Control Object [Access 2003 VBA Language Reference]
The Control object represents a control on a form, report, or section, within another control, or attached to another control.
Using the Control Object
All controls on a form or report belong to the Controls collection for that Form or Report object. Controls within a particular section belong to the Controls collection for that section. Controls within a tab control or option group control belong to the Controls collection for that control. A label control that is attached to another control belongs to the Controls collection for that control.
When you refer to an individual Control object in the Controls collection, you can refer to the Controls collection either implicitly or explicitly.
' Implicitly refer to NewData control in Controls ' collection. Me!NewData
' Use if control name contains space. Me![New Data]
' Performance slightly slower. Me("NewData")

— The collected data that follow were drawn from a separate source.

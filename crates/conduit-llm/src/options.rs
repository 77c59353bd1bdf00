//! Provider-agnostic generation options and their translation.
//!
//! Most options have no universal encoding: one backend calls it
//! `temperature`, another nests it under `options.temperature`, a third does
//! not support it at all. Callers therefore build options with the generic
//! constructors in this module ([`temperature`], [`system_prompt`], ...), which
//! produce [`GenOption::Deferred`] markers. The [`Translator`] resolves every
//! marker against the target backend's [`Dialect`] and hands the backend a flat
//! [`GenerateOptions`] list of concrete [`Setting`]s.
//!
//! Translation runs in two passes:
//!
//! 1. Apply all options as given. Concrete settings land in the output,
//!    deferred markers are collected.
//! 2. Resolve each marker against the dialect, append the results to the
//!    original option list and apply the combined list again.
//!
//! A marker for a feature the backend does not support fails with
//! [`LlmError::NotImplemented`] naming the backend and the option.

use std::collections::HashMap;
use std::sync::Arc;

use serde_json::{Value, json};

use crate::backend::{StreamCallback, StreamEvent};
use crate::error::{LlmError, Result};
use crate::types::ToolDefinition;

// ─────────────────────────────────────────────────────────────────────────────
// Settings
// ─────────────────────────────────────────────────────────────────────────────

/// A concrete, backend-native option value.
#[derive(Clone)]
pub enum Setting {
    SystemPrompt(String),
    Temperature(f64),
    TopK(u32),
    TopP(f64),
    StopSequences(Vec<String>),
    MaxTokens(u32),
    ThinkingBudget(u32),
    Thinking(bool),
    ResponseSchema(Value),
    Tools(Vec<ToolDefinition>),
    Stream(StreamCallback),
    /// A raw field the backend copies into its request body.
    Native { key: String, value: Value },
}

impl std::fmt::Debug for Setting {
    fn fmt(&self, f: &mut std::fmt::Formatter<'_>) -> std::fmt::Result {
        match self {
            Setting::SystemPrompt(s) => f.debug_tuple("SystemPrompt").field(s).finish(),
            Setting::Temperature(t) => f.debug_tuple("Temperature").field(t).finish(),
            Setting::TopK(k) => f.debug_tuple("TopK").field(k).finish(),
            Setting::TopP(p) => f.debug_tuple("TopP").field(p).finish(),
            Setting::StopSequences(s) => f.debug_tuple("StopSequences").field(s).finish(),
            Setting::MaxTokens(n) => f.debug_tuple("MaxTokens").field(n).finish(),
            Setting::ThinkingBudget(n) => f.debug_tuple("ThinkingBudget").field(n).finish(),
            Setting::Thinking(b) => f.debug_tuple("Thinking").field(b).finish(),
            Setting::ResponseSchema(v) => f.debug_tuple("ResponseSchema").field(v).finish(),
            Setting::Tools(t) => f
                .debug_tuple("Tools")
                .field(&t.iter().map(|d| d.name.as_str()).collect::<Vec<_>>())
                .finish(),
            Setting::Stream(_) => f.write_str("Stream(<callback>)"),
            Setting::Native { key, value } => f
                .debug_struct("Native")
                .field("key", key)
                .field("value", value)
                .finish(),
        }
    }
}

// ─────────────────────────────────────────────────────────────────────────────
// Options
// ─────────────────────────────────────────────────────────────────────────────

type Resolver = Arc<dyn Fn(&Dialect) -> Result<Vec<GenOption>> + Send + Sync>;

/// An option whose encoding depends on the backend it is sent to.
#[derive(Clone)]
pub struct Deferred {
    option: String,
    resolve: Resolver,
}

impl Deferred {
    /// Name of the option this marker stands for.
    pub fn option(&self) -> &str {
        &self.option
    }

    /// Resolve against a dialect.
    pub fn resolve(&self, dialect: &Dialect) -> Result<Vec<GenOption>> {
        (self.resolve)(dialect)
    }
}

impl std::fmt::Debug for Deferred {
    fn fmt(&self, f: &mut std::fmt::Formatter<'_>) -> std::fmt::Result {
        f.debug_struct("Deferred")
            .field("option", &self.option)
            .finish_non_exhaustive()
    }
}

/// A generation option as supplied by a caller.
#[derive(Debug, Clone)]
pub enum GenOption {
    /// Already in backend-native form.
    Concrete(Setting),
    /// Needs the target dialect before it can be encoded.
    Deferred(Deferred),
}

impl GenOption {
    /// Create a deferred option from a resolver function.
    pub fn deferred<F>(option: impl Into<String>, resolve: F) -> Self
    where
        F: Fn(&Dialect) -> Result<Vec<GenOption>> + Send + Sync + 'static,
    {
        GenOption::Deferred(Deferred {
            option: option.into(),
            resolve: Arc::new(resolve),
        })
    }
}

impl From<Setting> for GenOption {
    fn from(setting: Setting) -> Self {
        GenOption::Concrete(setting)
    }
}

fn lowered(feature: Feature, standard: Setting, value: Value) -> GenOption {
    GenOption::deferred(feature.name(), move |dialect| {
        let setting = dialect.lower(feature, standard.clone(), value.clone())?;
        Ok(vec![GenOption::Concrete(setting)])
    })
}

/// Set the system prompt.
pub fn system_prompt(prompt: impl Into<String>) -> GenOption {
    let prompt = prompt.into();
    let value = Value::String(prompt.clone());
    lowered(Feature::SystemPrompt, Setting::SystemPrompt(prompt), value)
}

/// Set the sampling temperature.
pub fn temperature(t: f64) -> GenOption {
    lowered(Feature::Temperature, Setting::Temperature(t), json!(t))
}

/// Restrict sampling to the top `k` tokens.
pub fn top_k(k: u32) -> GenOption {
    lowered(Feature::TopK, Setting::TopK(k), json!(k))
}

/// Nucleus sampling threshold.
pub fn top_p(p: f64) -> GenOption {
    lowered(Feature::TopP, Setting::TopP(p), json!(p))
}

/// Stop generating at any of these sequences.
pub fn stop_sequences(stops: Vec<String>) -> GenOption {
    let value = json!(stops);
    lowered(Feature::StopSequences, Setting::StopSequences(stops), value)
}

/// Cap the number of generated tokens.
pub fn max_tokens(n: u32) -> GenOption {
    lowered(Feature::MaxTokens, Setting::MaxTokens(n), json!(n))
}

' Refer to a control by its index in the controls ' collection. Me(0)
' Refer to a NewData control by using the subform ' Controls collection. Me.ctlSubForm.Controls!NewData
' Explicitly refer to the NewData control in the ' Controls collection. Me.Controls!NewData
Note You can use the Me keyword to represent a Form or Report object within code only if you're referring to the form or report from code within the class module. If you're referring to a form or report from a standard module or a different form's or report's module, you must use the full reference to the form or report.
Each Control object is denoted by a particular intrinsic constant. For example, the intrinsic constant acTextBox is associated with a text box control, and acCommandButton is associated with a command button. The constants for the various Microsoft Access controls are set forth in the control's ControlType property.
To determine the type of an existing control, you can use the ControlType property. However, you don't need to know the specific type of a control in order to use it in code. You can simply represent it with a variable of data type Control.
If you do know the data type of the control to which you are referring, and the control is a built-in Microsoft Access control, you should represent it with a variable of a specific type. For example, if you know that a particular control is a text box, declare a variable of type TextBox to represent it, as shown in the following code.
Dim txt As TextBox Set txt = Forms!Employees!LastName
Note If a control is an ActiveX control, then you must declare a variable of type Control to represent it; you cannot use a specific type. If you're not certain what type of control a variable will point to, declare the variable as type Control.
The option group control can contain other controls within its Controls collection, including option button, check box, toggle button, and label controls.
The tab control contains a Pages collection, which is a special type of Controls collection. The Pages collection contains Page objects, which are controls. Each Page object in turn contains a Controls collection, which contains all of the controls on that page.
Other Control objects have a Controls collection that can contain an attached label. These controls include the text box, option group, option button, toggle button, check box, combo box, list box, command button, bound object frame, and unbound object frame controls.